Re: How to ...?
- To: mathgroup at smc.vnet.net
- Subject: [mg36334] Re: [mg36309] How to ...?
- From: BobHanlon at aol.com
- Date: Mon, 2 Sep 2002 04:08:42 -0400 (EDT)
- Sender: owner-wri-mathgroup at wolfram.com
In a message dated 8/31/02 1:58:36 AM, berlusconi_pagliusi at fis.unical.it
writes:
> I'd like to use Mathematica 4.0 to write a function having different
> expressions in different domain's intervals.
> Let's say:
>
> F[x_]= x^2 if 0<x<6
> x+1 if x>=6
>
> I know It's a stupid syntax problem, but I really do not know how/where to
> search the solution on the Mathematica Book
>
Just for grins here are several methods:
f1[x_/;x<=0] := 0 ;
f1[x_/;0<x<6] := x^2 ;
f1[x_/;x>=6] := x+1;
f2[x_] :=
x^2*UnitStep[x]+(x+1-x^2)*UnitStep[x-6];
f3[x_] := Which[
x<=0, 0,
0<x<6, x^2,
x>=6, x+1];
f4[x_] := If[0<x<6,x^2,
If[x>=6, x+1,0]];
f5[x_] := Switch[x,
_?(#<=0&), 0,
_?(0<#<6&), x^2,
_?(#>=6&), x+1 ]
f6[x_?NumericQ] :=
{0,x^2,x+1}[[Position[
{x<=0,0<x<6,x>=6}, True][[1,1]]]];
Needs["Calculus`Integration`"];
(* needed for definition of Boole *)
f7a[x_?NumericQ] := Evaluate[
(Boole /@ {0<x<6,x>=6}).
{x^2,x+1}];
Off[Part::pspec];
f7b[x_?NumericQ] := Evaluate[
{0,x^2,x+1}[[1+Tr[Boole /@ {x>0, x>=6}]]]];
f8[x_?NumericQ] := Cases[
{{x<=0, 0}, {0<x<6, x^2}, {x>=6, x+1}},
{True, z_} :>z][[1]];
f9[x_?NumericQ] := DeleteCases[
{{x<=0, 0}, {0<x<6, x^2}, {x>=6, x+1}},
{False, z_}][[1,2]];
f10[x_?NumericQ] := Select[
{{x<=0, 0}, {0<x<6, x^2}, {x>=6, x+1}},
First[#]&][[1,2]];
f11[x_?NumericQ] := Last[Sort[
{{x<=0, 0}, {0<x<6, x^2}, {x>=6, x+1}}]][[2]];
f12[x_?NumericQ] := Module[{n=1},
While[{x<6,x<0, False}[[n]], n++];
{x+1,x^2,0}[[n]]];
Generating some test points:
ts = {Random[Real,{-5,0}],0, Random[Real,{0,6}],6,Random[Real,{6,15}]};
Checking the different representations
Equal[(# /@ pts)& /@ {f1,f2,f3,f4,f5,f6,f7a,f7b,f8,f9,f10,f11,f12}]
True
To pick a favorite, look at how the different definitions behave.
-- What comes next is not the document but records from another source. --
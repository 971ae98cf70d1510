//! Asset Inventory - HTTP backend for browsing cloud asset inventory.

use std::sync::Arc;

use asset_inventory::cli::Cli;
use asset_inventory::config::Config;
use asset_inventory::db::WarehouseConnector;
use asset_inventory::error::Result;
use asset_inventory::http::{self, AppState};
use asset_inventory::logging;
use tracing::{error, info};

#[tokio::main]
async fn main() {
    if let Err(e) = run().await {
        error!("{}: {}", e.category(), e);
        eprintln!("{}: {}", e.category(), e);
        std::process::exit(1);
    }
}

async fn run() -> Result<()> {
    // A missing .env file is normal outside local development
    let dotenv = dotenvy::dotenv().ok();

    let cli = Cli::parse_args();
    let config = load_config(&cli)?;

    logging::init(config.server.log_file.as_deref())?;
    if let Some(path) = dotenv {
        info!("Loaded environment from {}", path.display());
    }
    info!("Loaded config from: {}", cli.config_path().display());

    config.validate()?;

    let connector = Arc::new(WarehouseConnector::new(config.warehouse.clone()));
    let bind = config.server.bind.clone();
    let state = AppState::new(config, connector);

    http::serve(state, &bind).await
}

/// Resolves configuration with precedence: CLI flags, then environment
/// variables, then the config file, then defaults.
fn load_config(cli: &Cli) -> Result<Config> {
    let mut config = Config::load_from_file(&cli.config_path())?;
    config.apply_env_overrides()?;
    cli.apply_to(&mut config);
    Ok(config)
}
Of the definitions that evaluate with symbolic input, only f2 and f4
simplify with assumptions
. For example,
FullSimplify[#[x]& /@ {f2,f4}, 1<x<3]
f2 through f5 respond immediately to differentiation
#'[x]& /@ {f2,f3,f4,f5} // Simplify //ColumnForm
Only f2 responds immediately to integration
Integrate[f2[x],x]//Simplify
Consequently, f2 (UnitStep) appears to be the most versatile.
Bob Hanlon
Chantilly, VA USA